Experimental Tip Shape Imaging Routes to Assist Data Reconstruction in Atom Probe Tomography

Offering 3-dimensional elemental mapping with sub-nanometer spatial resolution, Atom Probe Tomography (APT) finds applications in various research domains [1]. Despite an improved description of the fundamental mechanisms underpinning this technique, major challenges remain when analyzing heterogenous materials, such as the reliable and accurate reconstruction of the 3D point cloud of the analyzed volume. This forms a critical step in the workflow of any tomographic method, as it defines its spatial resolution and analytical performance. At present, reconstruction protocols in APT rely on the Bas protocol [1], a quasi-stereographic projection-based model, with a simplified description of the atom probe tip geometry and ion trajectories. When analyzing heterogeneous systems these assumptions are too simplistic and yield to misplaced atoms in the reconstructed volume, causing faulty dimensions and distorted shapes. With the understanding of the root-causes of these artefacts, focus has shifted towards implementing more realistic ion trajectories, based on electrostatic field calculations solved for the actual tip geometry. Consequently, knowledge of the (evolving) geometry of an atom probe tip could represent an important cornerstone for an accurate 3D reconstruction, which lead us to develop two complementary, contact-less imaging routes for such purposes. In this contribution we will showcase images of atom probe tips obtained by these imaging methods, highlight respective advantages, summarize current state-of-the-art, as well as discuss potential challenges for their implementation and use in data reconstruction.

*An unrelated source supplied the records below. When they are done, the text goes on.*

use std::path::PathBuf;

use actix_web::{HttpResponse, web};

use crate::email_client::EmailService;

/// Static facts about the running process, fixed at startup.
pub struct RuntimeInfo {
    pub storage_backend: &'static str,
    pub uploads_dir: PathBuf,
}

pub async fn health(
    info: web::Data<RuntimeInfo>,
    email_service: web::Data<EmailService>,
) -> HttpResponse {
    HttpResponse::Ok().json(serde_json::json!({
        "status": "ok",
        "storage": info.storage_backend,
        "provider": email_service.provider_name(),
    }))
}
use anyhow::Context;
use once_cell::sync::Lazy;
use tera::Tera;

static TEMPLATES: Lazy<Tera> =
    Lazy::new(|| Tera::new("views/**/*").expect("Failed to initialize Tera templates"));

pub fn render(template_name: &str, ctx: &tera::Context) -> Result<String, anyhow::Error> {
    TEMPLATES
        .render(template_name, ctx)
        .with_context(|| format!("Failed rendering template {template_name}"))
}
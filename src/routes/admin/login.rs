use actix_web::{HttpResponse, web};
use secrecy::{ExposeSecret, SecretString};

use crate::authentication::AdminGuard;
use crate::routes::ApiError;

#[derive(serde::Deserialize)]
pub struct LoginBody {
    pub email: String,
    pub password: SecretString,
}

#[tracing::instrument(name = "Admin login", skip(body, guard), fields(login_email = %body.email))]
pub async fn admin_login(
    body: web::Json<LoginBody>,
    guard: web::Data<AdminGuard>,
) -> Result<HttpResponse, ApiError> {
    let token = guard.login(&body.email, body.password.expose_secret())?;

    Ok(HttpResponse::Ok().json(serde_json::json!({
        "success": true,
        "token": token,
    })))
}
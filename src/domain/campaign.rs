pub const MAX_CAMPAIGN_IMAGES: usize = 5;

/// One broadcast unit. Lives only for the duration of a single send run and
/// is never persisted.
#[derive(Debug, Clone)]
pub struct Campaign {
    pub subject: String,
    pub message: String,
    pub images: Vec<CampaignImage>,
}

#[derive(Debug, Clone)]
pub struct CampaignImage {
    pub filename: String,
    pub content: Vec<u8>,
}

impl Campaign {
    pub fn validate(&self) -> Result<(), String> {
        if self.subject.trim().is_empty() {
            return Err("Campaign subject must not be empty.".into());
        }
        if self.message.trim().is_empty() {
            return Err("Campaign message must not be empty.".into());
        }
        if self.images.len() > MAX_CAMPAIGN_IMAGES {
            return Err(format!(
                "A campaign can carry at most {MAX_CAMPAIGN_IMAGES} images."
            ));
        }
        Ok(())
    }
}
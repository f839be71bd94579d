mod campaign;
mod stats;
mod subscriber;
mod subscriber_email;

pub use campaign::{Campaign, CampaignImage, MAX_CAMPAIGN_IMAGES};
pub use stats::{ChartPoint, Stats};
pub use subscriber::Subscriber;
pub use subscriber_email::SubscriberEmail;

The first approach leverages the advantages of lens-less imaging with short wavelength photons, (soft x-rays or extreme ultraviolet light) in scanning coherent diffractive imaging (CDI) (i.e. ptychography) [2]. For this imaging method a spatial resolution of 15 nm was reported on regular samples when using a laboratory high-harmonic generation source at ∼70 eV [3], a comparable source as used to stimulate field evaporation in [4]. Here we follow-up on our preliminary proof-of-concept study [5] using a synchrotron light source (800 eV). We report chemically resolved images with a relevant field-of-view along the tip axis and a spatial resolution down to 11 nm. At present the image represents a 2D projection of the atom probe tip, but 3D information could be envisioned in the future using tomographic CDI [3]. The chemical and geometrical information obtained by scanning CDI might for example feed a model-driven reconstruction workflow as developed by Fletcher et al. [6].

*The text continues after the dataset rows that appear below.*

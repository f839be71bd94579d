mod emails;
mod login;
mod send_broadcast;
mod stats;

pub use emails::{delete_email, list_emails};
pub use login::admin_login;
pub use send_broadcast::send_broadcast;
pub use stats::admin_stats;
use std::time::Duration;

use crate::domain::{Campaign, SubscriberEmail};
use crate::email_client::{EmailAttachment, EmailError, EmailService};
use crate::storage::{StorageError, SubscriberStore};
use crate::templates;

#[derive(Debug)]
pub struct BroadcastReport {
    pub success_count: usize,
    pub failed_addresses: Vec<String>,
}

#[derive(thiserror::Error, Debug)]
pub enum BroadcastError {
    #[error("{0}")]
    InvalidCampaign(String),
    #[error("there are no subscribers to send to")]
    NoSubscribers,
    #[error("failed to read the subscriber list")]
    Storage(#[from] StorageError),
    #[error("failed to render the campaign template")]
    Render(#[source] anyhow::Error),
}

/// Sends one campaign to every current subscriber, strictly sequentially,
/// with a fixed delay between consecutive sends. One recipient's failure
/// never aborts the run; failures are collected in the report instead.
#[tracing::instrument(
    name = "Broadcasting campaign",
    skip_all,
    fields(subject = %campaign.subject, image_count = campaign.images.len())
)]
pub async fn broadcast_campaign(
    campaign: &Campaign,
    store: &dyn SubscriberStore,
    email: &EmailService,
    delay: Duration,
) -> Result<BroadcastReport, BroadcastError> {
    campaign.validate().map_err(BroadcastError::InvalidCampaign)?;

    // Snapshot taken once; subscribers added mid-run are not included.
    let recipients = store.list_all().await?;
    if recipients.is_empty() {
        return Err(BroadcastError::NoSubscribers);
    }

    let attachments = build_attachments(campaign);
    let cids: Vec<String> = attachments.iter().map(|a| a.content_id.clone()).collect();
    let html = render_broadcast_html(
        &campaign.subject,
        &campaign.message,
        &cids,
        email.supports_inline_images(),
    )
    .map_err(BroadcastError::Render)?;

    let mut report = BroadcastReport {
        success_count: 0,
        failed_addresses: Vec::new(),
    };

    for (i, subscriber) in recipients.iter().enumerate() {
        if i > 0 && !delay.is_zero() {
            tokio::time::sleep(delay).await;
        }

        let outcome = match SubscriberEmail::parse(subscriber.email.clone()) {
            Ok(to) => {
                if attachments.is_empty() {
                    email.send(&to, &campaign.subject, &html).await
                } else {
                    email
                        .send_with_attachments(&to, &campaign.subject, &html, &attachments)
                        .await
                }
            }
            Err(e) => Err(EmailError::SendFailure(anyhow::anyhow!(e))),
        };

        match outcome {
            Ok(_) => report.success_count += 1,
            Err(e) => {
                tracing::warn!(
                    error.cause_chain = ?e,
                    subscriber_email = %subscriber.email,
                    "Failed to deliver the campaign to a recipient"
                );
                report.failed_addresses.push(subscriber.email.clone());
            }
        }
    }

    tracing::info!(
        delivered = report.success_count,
        failed = report.failed_addresses.len(),
        "Campaign broadcast finished"
    );
    Ok(report)
}

/// The attachment set is built once per run; content-ids are positional and
/// stable so the rendered HTML can reference them.
pub fn build_attachments(campaign: &Campaign) -> Vec<EmailAttachment> {
    campaign
        .images
        .iter()
        .enumerate()
        .map(|(i, image)| EmailAttachment {
            filename: image.filename.clone(),
            content: image.content.clone(),
            content_type: mime_for(&image.filename).to_owned(),
            content_id: format!("image{i}"),
        })
        .collect()
}

fn mime_for(filename: &str) -> &'static str {
    let extension = filename
        .rsplit('.')
        .next()
        .map(|ext| ext.to_ascii_lowercase());
    match extension.as_deref() {
        Some("png") => "image/png",
        Some("jpg") | Some("jpeg") => "image/jpeg",
        Some("gif") => "image/gif",
        Some("webp") => "image/webp",
        _ => "application/octet-stream",
    }
}

/// One template shared by all recipients. Only inline-capable providers get
/// `cid:` image tags; everyone else gets a textual attachment notice.
pub fn render_broadcast_html(
    subject: &str,
    message: &str,
    image_cids: &[String],
    inline_images: bool,
) -> Result<String, anyhow::Error> {
    let message_html = tera::escape_html(message).replace('\n', "<br>");

    let mut ctx = tera::Context::new();
    ctx.insert("subject", subject);
    ctx.insert("message_html", &message_html);
    ctx.insert("inline_images", &inline_images);
    ctx.insert("image_cids", image_cids);
    ctx.insert("attachment_count", &image_cids.len());

    templates::render("broadcast.html", &ctx)
}
mod api;
mod smtp;

pub use api::ApiProvider;
pub use smtp::SmtpProvider;

use std::sync::Arc;

use async_trait::async_trait;

use crate::configuration::EmailSettings;
use crate::domain::SubscriberEmail;

#[derive(Debug, Clone)]
pub struct EmailAttachment {
    pub filename: String,
    pub content: Vec<u8>,
    pub content_type: String,
    pub content_id: String,
}

#[derive(Debug)]
pub struct SendOutcome {
    pub message_id: String,
}

#[derive(thiserror::Error, Debug)]
pub enum EmailError {
    #[error("no email provider is configured")]
    ProviderUnavailable,
    #[error("the provider rejected the message")]
    SendFailure(#[source] anyhow::Error),
}

/// Uniform send surface over the two transports. The capability split matters:
/// the SMTP variant resolves `cid:` references against inline attachments,
/// the API variant only carries detached attachments.
#[async_trait]
pub trait EmailProvider: Send + Sync {
    async fn send(
        &self,
        to: &SubscriberEmail,
        subject: &str,
        html: &str,
    ) -> Result<SendOutcome, EmailError>;

    async fn send_with_attachments(
        &self,
        to: &SubscriberEmail,
        subject: &str,
        html: &str,
        attachments: &[EmailAttachment],
    ) -> Result<SendOutcome, EmailError>;

    fn supports_inline_images(&self) -> bool;

    fn name(&self) -> &'static str;
}

/// The single place where the active provider is picked. Everything else
/// talks to this wrapper; when no credentials were configured every send
/// fails with [`EmailError::ProviderUnavailable`].
#[derive(Clone)]
pub struct EmailService {
    provider: Option<Arc<dyn EmailProvider>>,
}

impl EmailService {
    /// SMTP credentials win over API credentials; with neither present the
    /// service comes up unconfigured.
    pub fn from_settings(settings: &EmailSettings) -> Result<Self, anyhow::Error> {
        if let Some(smtp) = &settings.smtp {
            let provider = SmtpProvider::new(smtp, &settings.sender_email, &settings.sender_name)?;
            return Ok(Self::with_provider(Arc::new(provider)));
        }
        if let Some(api) = &settings.api {
            let provider = ApiProvider::new(api, &settings.sender_email)?;
            return Ok(Self::with_provider(Arc::new(provider)));
        }

        tracing::warn!("No email provider credentials configured; sending is disabled");
        Ok(Self::unconfigured())
    }

    pub fn with_provider(provider: Arc<dyn EmailProvider>) -> Self {
        Self {
            provider: Some(provider),
        }
    }

    pub fn unconfigured() -> Self {
        Self { provider: None }
    }

    pub fn provider_name(&self) -> &'static str {
        self.provider
            .as_ref()
            .map(|p| p.name())
            .unwrap_or("unconfigured")
    }

    pub fn supports_inline_images(&self) -> bool {
        self.provider
            .as_ref()
            .is_some_and(|p| p.supports_inline_images())
    }

    pub async fn send(
        &self,
        to: &SubscriberEmail,
        subject: &str,
        html: &str,
    ) -> Result<SendOutcome, EmailError> {
        match &self.provider {
            Some(provider) => provider.send(to, subject, html).await,
            None => Err(EmailError::ProviderUnavailable),
        }
    }

    pub async fn send_with_attachments(
        &self,
        to: &SubscriberEmail,
        subject: &str,
        html: &str,
        attachments: &[EmailAttachment],
    ) -> Result<SendOutcome, EmailError> {
        match &self.provider {
            Some(provider) => {
                provider
                    .send_with_attachments(to, subject, html, attachments)
                    .await
            }
            None => Err(EmailError::ProviderUnavailable),
        }
    }
}
use actix_web::{HttpRequest, HttpResponse, web};

use super::errors::ApiError;
use crate::authentication::AdminGuard;
use crate::domain::SubscriberEmail;
use crate::email_client::EmailService;

#[derive(serde::Deserialize, Default)]
pub struct TestEmailBody {
    pub email: Option<String>,
}

/// Sends one test message, defaulting to the admin address when no explicit
/// recipient is given.
#[tracing::instrument(name = "Sending test email", skip_all)]
pub async fn test_email(
    req: HttpRequest,
    body: Option<web::Json<TestEmailBody>>,
    guard: web::Data<AdminGuard>,
    email_service: web::Data<EmailService>,
) -> Result<HttpResponse, ApiError> {
    guard.validate_bearer(req.headers())?;

    let recipient = body
        .and_then(|b| b.into_inner().email)
        .unwrap_or_else(|| guard.email().to_owned());
    let email = SubscriberEmail::parse(recipient).map_err(ApiError::Validation)?;

    let outcome = email_service
        .send(
            &email,
            "Letterbox test email",
            "<p>This is a test email from your newsletter service.</p>",
        )
        .await?;

    Ok(HttpResponse::Ok().json(serde_json::json!({
        "success": true,
        "message": format!("Test email sent to {}.", email.as_ref()),
        "id": outcome.message_id,
    })))
}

Atomic Force Microscopy (AFM) is an alternative, contact-less method we had developed [7] for tip shape imaging motivated by the high spatial resolution, especially in z-direction, and the quantitative 3D topographic information that one can obtain [8]. Compared to scanning CDI (at 800 eV), AFM provides highly spatially resolved topography images of the tip apex, with a smaller field-of-view along the tip z-axis. Relying on atomic interaction forces, AFM is inherently sensitive to the surface, as opposed to transmission CDI which probes the whole volume of the tip. Beyond surface topography, other material properties (mechanical, electrical, chemical, etc.) could be mapped by AFM [8], prospectively adding relevant information about the atom probe tip being analyzed. As it is a contact-less method, AFM imaging should not impede further APT data acquisition, as will be demonstrated by examples, allowing for iterative APT-AFM-APT-AFM… measurement cycles in a hybrid APT-AFM tool. Recently, AFM images of an atom probe tip have successfully informed a trajectory-based reconstruction protocol, demonstrating a reduction in density fluctuations in the reconstructed data in this proof-of-concept [7].

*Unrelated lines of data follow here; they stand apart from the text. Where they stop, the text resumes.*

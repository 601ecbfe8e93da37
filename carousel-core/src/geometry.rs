//! Geometry value types shared by the node model and the export pipeline.

use serde::{Deserialize, Serialize};

/// A point in full-resolution pixel units, measured from the canvas top-left.
#[derive(Debug, Clone, Copy, PartialEq, Default, Serialize, Deserialize)]
pub struct Position {
    /// Pixels from the left edge.
    pub x: f64,
    /// Pixels from the top edge.
    pub y: f64,
}

impl Position {
    /// Create a position from pixel coordinates.
    #[must_use]
    pub const fn new(x: f64, y: f64) -> Self {
        Self { x, y }
    }
}

/// A width/height pair in full-resolution pixel units.
#[derive(Debug, Clone, Copy, PartialEq, Serialize, Deserialize)]
pub struct Size {
    /// Width in pixels, positive.
    pub width: f64,
    /// Height in pixels, positive.
    pub height: f64,
}

impl Size {
    /// Create a size from pixel dimensions.
    #[must_use]
    pub const fn new(width: f64, height: f64) -> Self {
        Self { width, height }
    }
}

While the presented imaging methods have their inherent limitations, we will showcase their capabilities to provide relevant information about the actual atom probe tip geometry (evolution), which could offer valuable feedback for data reconstruction. We therefore believe that our efforts represent an important stepping-stone towards more accurate tomography of heterogeneous systems such as for example semiconductor devices, which is critically needed in the semiconductor industry.